Cytranet’s CTO Doug Roberts has a favorite way of describing the last year in business connectivity: “Quiet revolutions,” he said. “When everything is working, it’s invisible. But when you upgrade the foundation—fiber routes, redundancy, monitoring, the way you deliver bandwidth—suddenly a business can do things it couldn’t do before.”
That “quiet revolution” is becoming louder for many organizations as AI tools, cloud workloads, and real-time applications strain networks that were designed for a different era. In an interview this week, Roberts described a shift he’s seeing across Cytranet’s customer base: more companies are treating internet performance as a strategic asset rather than a utility line item.
“Two years ago, a lot of conversations started with, ‘We just need faster internet,’” Roberts said. “Now it’s, ‘We need consistent performance, predictable latency, and an architecture that can handle AI-driven workflows, multi-cloud, backup replication, and video-heavy collaboration—without the network being the bottleneck.’”
### Why fiber is suddenly at the center of the AI conversation
It’s easy to think of AI as a software story, but Roberts argued that its most immediate impact is physical.
“AI adds more traffic, more east-west movement between systems, and more sensitivity to jitter and packet loss than people expect,” he said. “If you’re moving large datasets to and from cloud services, or syncing to offsite storage, or using real-time inference at the edge, your connectivity stops being a background concern.”
Roberts pointed to a growing pattern: companies aren’t only increasing speeds; they’re building resilience into the connection itself.
“Bandwidth is part of it, but reliability is the real headline,” he said. “We’re seeing increased interest in diverse paths, failover, and proactive monitoring so downtime doesn’t become a business event.”
### “Business internet” is becoming a design problem, not a purchase
Roberts described how the market has moved beyond a simple “megabits for dollars” comparison. In practice, what businesses need is a network design that matches their operational risk.
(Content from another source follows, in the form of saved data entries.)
use std::{io, path::Path};

use anyhow::Context;
use tracing_appender::non_blocking::WorkerGuard;
use tracing_subscriber::{EnvFilter, Layer, layer::SubscriberExt, util::SubscriberInitExt};

use crate::qtunnel::config;

#[derive(Debug)]
pub struct LoggingRuntime {
    _guard: WorkerGuard,
}

pub fn init(logging: &config::LoggingConfig) -> anyhow::Result<LoggingRuntime> {
    let level = logging.level.trim().to_ascii_lowercase();
    let fmt = logging.format.trim().to_ascii_lowercase();
    let out = logging.output.trim();

    // RUST_LOG wins over the configured level.
    let filter = EnvFilter::try_from_default_env()
        .or_else(|_| EnvFilter::try_new(level_directive(&level)))
        .context("logging: init filter")?;

    let (writer, guard) = make_writer(out)?;

    let base_fmt = tracing_subscriber::fmt::layer()
        .with_writer(writer)
        .with_ansi(fmt == "text")
        .with_target(true)
        .with_file(logging.add_source)
        .with_line_number(logging.add_source);

    let base_fmt = if fmt == "json" {
        base_fmt.json().boxed()
    } else {
        base_fmt.boxed()
    };

    tracing_subscriber::registry()
        .with(filter)
        .with(base_fmt)
        .try_init()
        .context("logging: install subscriber")?;

    Ok(LoggingRuntime { _guard: guard })
}

fn level_directive(level: &str) -> &'static str {
    match level {
        "trace" => "trace",
        "debug" => "debug",
        "warn" | "warning" => "warn",
        "error" => "error",
        _ => "info",
    }
}

fn make_writer(
    output: &str,
) -> anyhow::Result<(tracing_appender::non_blocking::NonBlocking, WorkerGuard)> {
    match output {
        "stderr" => Ok(tracing_appender::non_blocking(io::stderr())),
        "stdout" => Ok(tracing_appender::non_blocking(io::stdout())),
        "discard" => Ok(tracing_appender::non_blocking(io::sink())),
        other => {
            let p = Path::new(other);
            if let Some(parent) = p.parent() {
                if !parent.as_os_str().is_empty() {
                    std::fs::create_dir_all(parent)
                        .with_context(|| format!("logging: mkdir {}", parent.display()))?;
                }
            }
            let file = std::fs::OpenOptions::new()
                .create(true)
                .append(true)
                .open(p)
                .with_context(|| format!("logging: open {}", p.display()))?;
            Ok(tracing_appender::non_blocking(file))
        }
    }
}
“There’s a difference between having an internet connection and having an internet strategy,” he said. “If a clinic can’t access patient systems, if a manufacturer can’t run an ERP, if a call center’s quality drops because of jitter—that’s not ‘internet being slow.’ That’s workflow disruption.”
He noted that many companies are now asking more sophisticated questions:
– How quickly can we fail over if a route is cut?
– Can we prioritize real-time traffic without complicated overhead?
– What’s our plan for scaling bandwidth when a new product launches—or when the team shifts to more cloud-first tooling?
Those are questions that lead naturally to fiber connectivity, he said, not only for speed but for long-term scalability.
“Fiber is the medium that gives you room to grow,” Roberts said. “It’s not just about today’s need. It’s about avoiding a network redesign every time your business evolves.”
### Datacenters are changing the definition of “local”
The other pressure point Roberts highlighted is where workloads live—and where they should live.
“Companies used to have this simple split: on-prem or cloud,” he said. “Now it’s much more blended. You might have cloud workloads, colocation in a datacenter, and on-site systems that need to talk to each other constantly. Connectivity is what makes that feel seamless.”
In that blended world, Roberts said, latency isn’t a niche concern. It affects everything from database performance to voice quality to the speed of nightly backups.
“Even when a workload is ‘in the cloud,’ there’s still a real network path from the user to that workload,” he said. “We spend a lot of time thinking about that path, and how to keep it stable.”
### The most newsworthy change: proactive networks
Roberts said the most meaningful change he sees in the industry is the move from reactive troubleshooting to proactive network management.
“Historically, internet service has been treated like power: you notice it when it’s out,” he said. “But businesses don’t want to wait for an outage. They want to know what’s happening before it becomes a problem.”
He described a push toward better telemetry, faster incident response, and more visibility into performance over time.
“What’s changed is the expectation,” he said. “Customers expect their provider to be watching the network like an operations team—because the internet connection is now a critical system, not a convenience.”
### What’s next: more capacity, more resilience, and fewer surprises
Asked what he expects to define the next phase of connectivity, Roberts didn’t focus on a single headline speed increase. Instead, he emphasized architectural improvements: redundancy, route diversity, and performance consistency.
“We’ll keep seeing higher throughput demands, but the bigger story is reducing surprises,” he said. “Businesses want fewer incidents, shorter incidents, and less uncertainty. When you’re running cloud apps, security tools, AI services, and collaboration platforms, the network has to be boring—in the best possible way.”
That “boring network” goal, Roberts added, is actually what unlocks the exciting part: organizations spending less time worrying about connectivity and more time building products, serving customers, and scaling.
“When the foundation is right, innovation becomes easier,” he said. “That’s what good connectivity is supposed to do—get out of the way and let the business move.”